> **WHAT IS EXPECTED**
Return the count of lines in the records that include the string "resolver", and nothing besides it.

> **MATERIAL PROVIDED**

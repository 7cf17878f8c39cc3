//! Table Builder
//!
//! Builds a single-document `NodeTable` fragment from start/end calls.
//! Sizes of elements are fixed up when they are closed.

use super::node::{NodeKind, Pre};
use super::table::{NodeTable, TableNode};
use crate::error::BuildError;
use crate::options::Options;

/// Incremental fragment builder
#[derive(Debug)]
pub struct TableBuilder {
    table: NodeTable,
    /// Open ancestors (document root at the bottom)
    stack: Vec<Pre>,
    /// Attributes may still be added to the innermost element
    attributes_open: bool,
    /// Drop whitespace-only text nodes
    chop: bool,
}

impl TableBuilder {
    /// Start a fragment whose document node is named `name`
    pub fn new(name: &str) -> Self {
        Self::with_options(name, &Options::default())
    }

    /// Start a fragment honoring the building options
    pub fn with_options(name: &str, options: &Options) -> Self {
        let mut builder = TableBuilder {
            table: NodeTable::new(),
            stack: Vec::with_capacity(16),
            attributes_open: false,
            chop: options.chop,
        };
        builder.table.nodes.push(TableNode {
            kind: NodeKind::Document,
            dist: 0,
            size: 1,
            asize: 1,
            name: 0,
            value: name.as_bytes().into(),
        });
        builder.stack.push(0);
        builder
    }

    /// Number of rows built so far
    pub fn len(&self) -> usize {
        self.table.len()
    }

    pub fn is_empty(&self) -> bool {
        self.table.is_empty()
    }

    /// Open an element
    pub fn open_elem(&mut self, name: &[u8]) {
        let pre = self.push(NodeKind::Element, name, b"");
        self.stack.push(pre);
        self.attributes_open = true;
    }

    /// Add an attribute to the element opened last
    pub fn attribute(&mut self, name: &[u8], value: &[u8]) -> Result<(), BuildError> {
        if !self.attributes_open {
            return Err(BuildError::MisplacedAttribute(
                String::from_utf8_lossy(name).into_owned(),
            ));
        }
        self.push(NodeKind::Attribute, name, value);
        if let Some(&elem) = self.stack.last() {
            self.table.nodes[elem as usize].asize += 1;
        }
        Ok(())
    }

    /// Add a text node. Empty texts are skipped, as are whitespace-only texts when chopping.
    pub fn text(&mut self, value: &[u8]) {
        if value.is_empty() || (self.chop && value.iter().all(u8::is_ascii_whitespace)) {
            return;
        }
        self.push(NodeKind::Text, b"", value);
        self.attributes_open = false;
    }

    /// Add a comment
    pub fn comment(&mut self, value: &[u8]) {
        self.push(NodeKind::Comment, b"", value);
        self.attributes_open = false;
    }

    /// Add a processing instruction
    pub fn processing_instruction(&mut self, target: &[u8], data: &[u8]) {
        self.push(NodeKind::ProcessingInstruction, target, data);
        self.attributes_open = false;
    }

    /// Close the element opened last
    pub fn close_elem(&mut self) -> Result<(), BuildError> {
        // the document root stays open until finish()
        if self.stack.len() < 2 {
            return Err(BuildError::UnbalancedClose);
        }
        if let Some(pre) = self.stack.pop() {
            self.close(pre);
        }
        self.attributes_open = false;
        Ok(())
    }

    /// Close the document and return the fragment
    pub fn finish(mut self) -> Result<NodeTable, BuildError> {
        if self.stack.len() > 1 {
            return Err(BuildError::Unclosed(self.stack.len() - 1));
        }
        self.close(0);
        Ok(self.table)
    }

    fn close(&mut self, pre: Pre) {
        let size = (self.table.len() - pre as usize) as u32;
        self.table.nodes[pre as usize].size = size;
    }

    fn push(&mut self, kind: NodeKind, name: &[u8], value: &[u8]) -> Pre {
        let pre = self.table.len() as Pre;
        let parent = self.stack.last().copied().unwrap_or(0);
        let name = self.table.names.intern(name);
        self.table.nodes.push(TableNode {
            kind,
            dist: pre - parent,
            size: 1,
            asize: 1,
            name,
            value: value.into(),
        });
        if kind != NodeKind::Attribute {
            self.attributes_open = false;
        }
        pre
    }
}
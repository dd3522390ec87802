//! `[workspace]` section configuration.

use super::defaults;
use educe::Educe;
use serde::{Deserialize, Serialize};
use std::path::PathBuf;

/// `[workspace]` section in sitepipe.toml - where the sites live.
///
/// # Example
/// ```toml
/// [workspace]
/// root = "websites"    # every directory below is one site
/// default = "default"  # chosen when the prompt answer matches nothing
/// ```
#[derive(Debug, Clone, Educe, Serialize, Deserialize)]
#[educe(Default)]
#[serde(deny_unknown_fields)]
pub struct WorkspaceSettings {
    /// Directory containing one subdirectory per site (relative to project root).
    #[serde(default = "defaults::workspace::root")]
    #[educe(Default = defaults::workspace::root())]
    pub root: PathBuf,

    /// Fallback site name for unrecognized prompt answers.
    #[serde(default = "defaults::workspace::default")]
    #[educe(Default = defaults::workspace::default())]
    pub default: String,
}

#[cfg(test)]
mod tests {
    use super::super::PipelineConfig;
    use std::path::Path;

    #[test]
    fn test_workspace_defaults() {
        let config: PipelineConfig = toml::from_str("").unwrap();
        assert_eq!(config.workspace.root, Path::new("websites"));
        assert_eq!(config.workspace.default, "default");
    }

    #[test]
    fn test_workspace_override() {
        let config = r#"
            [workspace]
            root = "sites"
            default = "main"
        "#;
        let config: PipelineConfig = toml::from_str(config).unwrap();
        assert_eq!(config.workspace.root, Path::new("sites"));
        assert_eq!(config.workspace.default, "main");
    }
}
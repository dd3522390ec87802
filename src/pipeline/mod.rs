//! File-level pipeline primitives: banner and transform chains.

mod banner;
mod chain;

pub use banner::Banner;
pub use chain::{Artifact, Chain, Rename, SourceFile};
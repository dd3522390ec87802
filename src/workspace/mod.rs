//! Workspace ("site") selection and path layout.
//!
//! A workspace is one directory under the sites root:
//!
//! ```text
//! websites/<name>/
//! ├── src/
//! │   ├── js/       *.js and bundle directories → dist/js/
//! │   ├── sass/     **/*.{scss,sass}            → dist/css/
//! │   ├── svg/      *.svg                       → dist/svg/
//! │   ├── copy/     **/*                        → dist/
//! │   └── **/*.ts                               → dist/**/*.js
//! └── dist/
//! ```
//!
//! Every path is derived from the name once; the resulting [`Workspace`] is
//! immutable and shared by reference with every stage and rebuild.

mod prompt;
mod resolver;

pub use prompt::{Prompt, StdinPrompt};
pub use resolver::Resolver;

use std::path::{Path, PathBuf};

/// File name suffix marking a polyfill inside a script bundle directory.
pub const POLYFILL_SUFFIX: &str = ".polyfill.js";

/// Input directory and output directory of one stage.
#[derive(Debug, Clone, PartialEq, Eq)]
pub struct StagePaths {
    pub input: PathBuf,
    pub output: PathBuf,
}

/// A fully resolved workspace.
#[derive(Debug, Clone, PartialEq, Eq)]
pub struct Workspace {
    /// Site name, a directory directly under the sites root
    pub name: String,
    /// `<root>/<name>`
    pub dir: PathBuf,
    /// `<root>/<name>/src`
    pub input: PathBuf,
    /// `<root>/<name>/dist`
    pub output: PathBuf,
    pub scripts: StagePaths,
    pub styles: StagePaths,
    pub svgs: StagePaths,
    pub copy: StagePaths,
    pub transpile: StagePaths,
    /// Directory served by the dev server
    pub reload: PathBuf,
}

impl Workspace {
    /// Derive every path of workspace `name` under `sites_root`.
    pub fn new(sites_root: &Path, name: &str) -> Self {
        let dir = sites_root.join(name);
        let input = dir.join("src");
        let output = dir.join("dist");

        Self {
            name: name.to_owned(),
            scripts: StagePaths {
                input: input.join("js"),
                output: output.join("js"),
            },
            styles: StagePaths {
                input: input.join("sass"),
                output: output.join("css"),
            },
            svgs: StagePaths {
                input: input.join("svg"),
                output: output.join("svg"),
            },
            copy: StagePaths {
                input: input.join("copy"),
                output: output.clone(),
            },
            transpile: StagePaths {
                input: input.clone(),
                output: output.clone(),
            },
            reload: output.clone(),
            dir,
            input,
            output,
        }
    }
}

> **RESPONSE AREA**
2